Then came accusations
of sending jihadis into Iraq. Although insurgents
did cross into Iraq through the Syrian border, it
was clear - by 2005 - that Syria was unable to
keep full control of the 605-kilometer border (nor
were the Americans for that matter) and was doing
its best to keep tabs on Islamists entering or
leaving the country, deporting many of them to
their countries of origin.
Colonel William
Crowe, who controls the border between Syria and
Iraq, spoke to reporters at the Pentagon in
January 2007, saying, "There is no large influx of
foreign fighters that come across the border [with
Syria]." One month later, US Senate majority
leader Harry Reid said that based on the National
Intelligence Estimate, "Syria is not causing
strife within Iraq ... the Syrians have nothing to
do with it."
The Americans then said that
Syria was laundering money for the former Iraqi
regime. They sent experts to Damascus but later
gave the Syrians a clean bill of health,
testifying that no money laundering was taking
place at the Central Bank of Syria.
And
now comes the story of an alliance with North
Korea, based on developing nuclear technology. The
US Central Intelligence Agency (CIA) released a
10-minute video and photos (obtained from Israel)

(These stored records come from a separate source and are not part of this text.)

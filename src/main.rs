mod commands;
mod config;
mod lock;
mod queue;
mod store;
mod sync;

use anyhow::Result;
use calmesh_core::store::SyncDirection;
use clap::{Parser, Subcommand, ValueEnum};
use tracing_subscriber::{layer::SubscriberExt, util::SubscriberInitExt};

use crate::commands::App;

#[derive(Parser)]
#[command(name = "calmesh")]
#[command(about = "Keep Google and CalDAV calendars in two-way sync")]
struct Cli {
    /// Verbose logging (ignored when RUST_LOG is set)
    #[arg(long, global = true)]
    debug: bool,

    #[command(subcommand)]
    command: Commands,
}

#[derive(Subcommand)]
enum Commands {
    /// Run the scheduler and sync workers until Ctrl-C
    Worker,
    /// Sync one user now
    Sync { user: String },
    /// List both providers' calendars and which ones are synced
    Calendars { user: String },
    /// Create or update a calendar mapping
    Map {
        user: String,

        /// Calendar name on both sides; missing calendars are created with it
        #[arg(long)]
        display_name: String,

        /// Google calendar id (resolved by name when omitted)
        #[arg(long)]
        source_id: Option<String>,

        /// CalDAV calendar URL (resolved by name when omitted)
        #[arg(long)]
        target_id: Option<String>,

        /// bidirectional, source-to-target or target-to-source
        #[arg(long)]
        direction: Option<SyncDirection>,

        /// Keep the mapping but stop syncing it
        #[arg(long)]
        disable: bool,
    },
    /// Show the most recent sync log entries
    Logs {
        user: String,

        #[arg(short, long, default_value_t = 50)]
        limit: usize,
    },
    /// Reset the last-synced time of every event mapping of a user
    Reset { user: String },
    /// Save CalDAV credentials for a user
    ConnectCaldav {
        user: String,

        #[arg(long)]
        username: String,

        /// Prompted for when omitted
        #[arg(long)]
        password: Option<String>,

        /// Defaults to caldav.server_url from the config
        #[arg(long)]
        server_url: Option<String>,
    },
    /// Save Google OAuth tokens for a user
    ConnectGoogle {
        user: String,

        #[arg(long)]
        access_token: String,

        #[arg(long)]
        refresh_token: String,
    },
    /// Turn scheduled syncing on or off for a user
    AutoSync { user: String, state: Toggle },
    /// Show config paths, creating a default config file if missing
    Config,
}

#[derive(Clone, Copy, ValueEnum)]
enum Toggle {
    On,
    Off,
}

#[tokio::main]
async fn main() -> Result<()> {
    let cli = Cli::parse();
    init_tracing(cli.debug);

    match cli.command {
        Commands::Config => commands::config::run(),
        command => {
            let app = App::load()?;
            run(app, command).await
        }
    }
}

async fn run(app: App, command: Commands) -> Result<()> {
    match command {
        Commands::Worker => commands::worker::run(app).await,
        Commands::Sync { user } => commands::sync::run(&app, &user).await,
        Commands::Calendars { user } => commands::calendars::run(&app, &user).await,
        Commands::Map {
            user,
            display_name,
            source_id,
            target_id,
            direction,
            disable,
        } => {
            let update = commands::map::MappingUpdate {
                display_name,
                source_id,
                target_id,
                direction,
                enabled: !disable,
            };
            commands::map::run(&app, &user, update).await
        }
        Commands::Logs { user, limit } => commands::logs::run(&app, &user, limit).await,
        Commands::Reset { user } => commands::reset::run(&app, &user).await,
        Commands::ConnectCaldav {
            user,
            username,
            password,
            server_url,
        } => commands::connect::caldav(&app, &user, username, password, server_url).await,
        Commands::ConnectGoogle {
            user,
            access_token,
            refresh_token,
        } => commands::connect::google(&app, &user, access_token, refresh_token).await,
        Commands::AutoSync { user, state } => {
            commands::auto_sync::run(&app, &user, matches!(state, Toggle::On)).await
        }
        Commands::Config => commands::config::run(),
    }
}

fn init_tracing(debug: bool) {
    let default = if debug { "debug" } else { "calmesh=info" };

    tracing_subscriber::registry()
        .with(
            tracing_subscriber::EnvFilter::try_from_default_env()
                .unwrap_or_else(|_| default.into()),
        )
        .with(tracing_subscriber::fmt::layer().with_writer(std::io::stderr))
        .init();
}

based on footage of a building, supposedly in
Syria (believed to be a nuclear operator in the
making) that resembled the North Korean reactor in
Yongbyon.
The report said, "Information we
acquired since 2001 has indicated cooperation
between North Korean nuclear entities and
high-level Syrian officials." They also showed
photos of North Korean scientists with people they
claimed to be Syrian, adding, "It is clear to us
that this cooperation between North Korean
nuclear-related personalities and entities and
high-level Syrian officials began probably as
early as 1997."
The intelligence report
added, "North Korean nuclear officials were
located in the region of the [Syrian] reactor both
early and late in 2007. Our information shows that
North Korean advisors also probably assisted with
damage assessment inference after the reactor was
destroyed [in September 2007]. A high-level North
Korean delegation traveled to Syria shortly after
the reactor was destroyed and met with officials
associated with Syria's covert nuclear program."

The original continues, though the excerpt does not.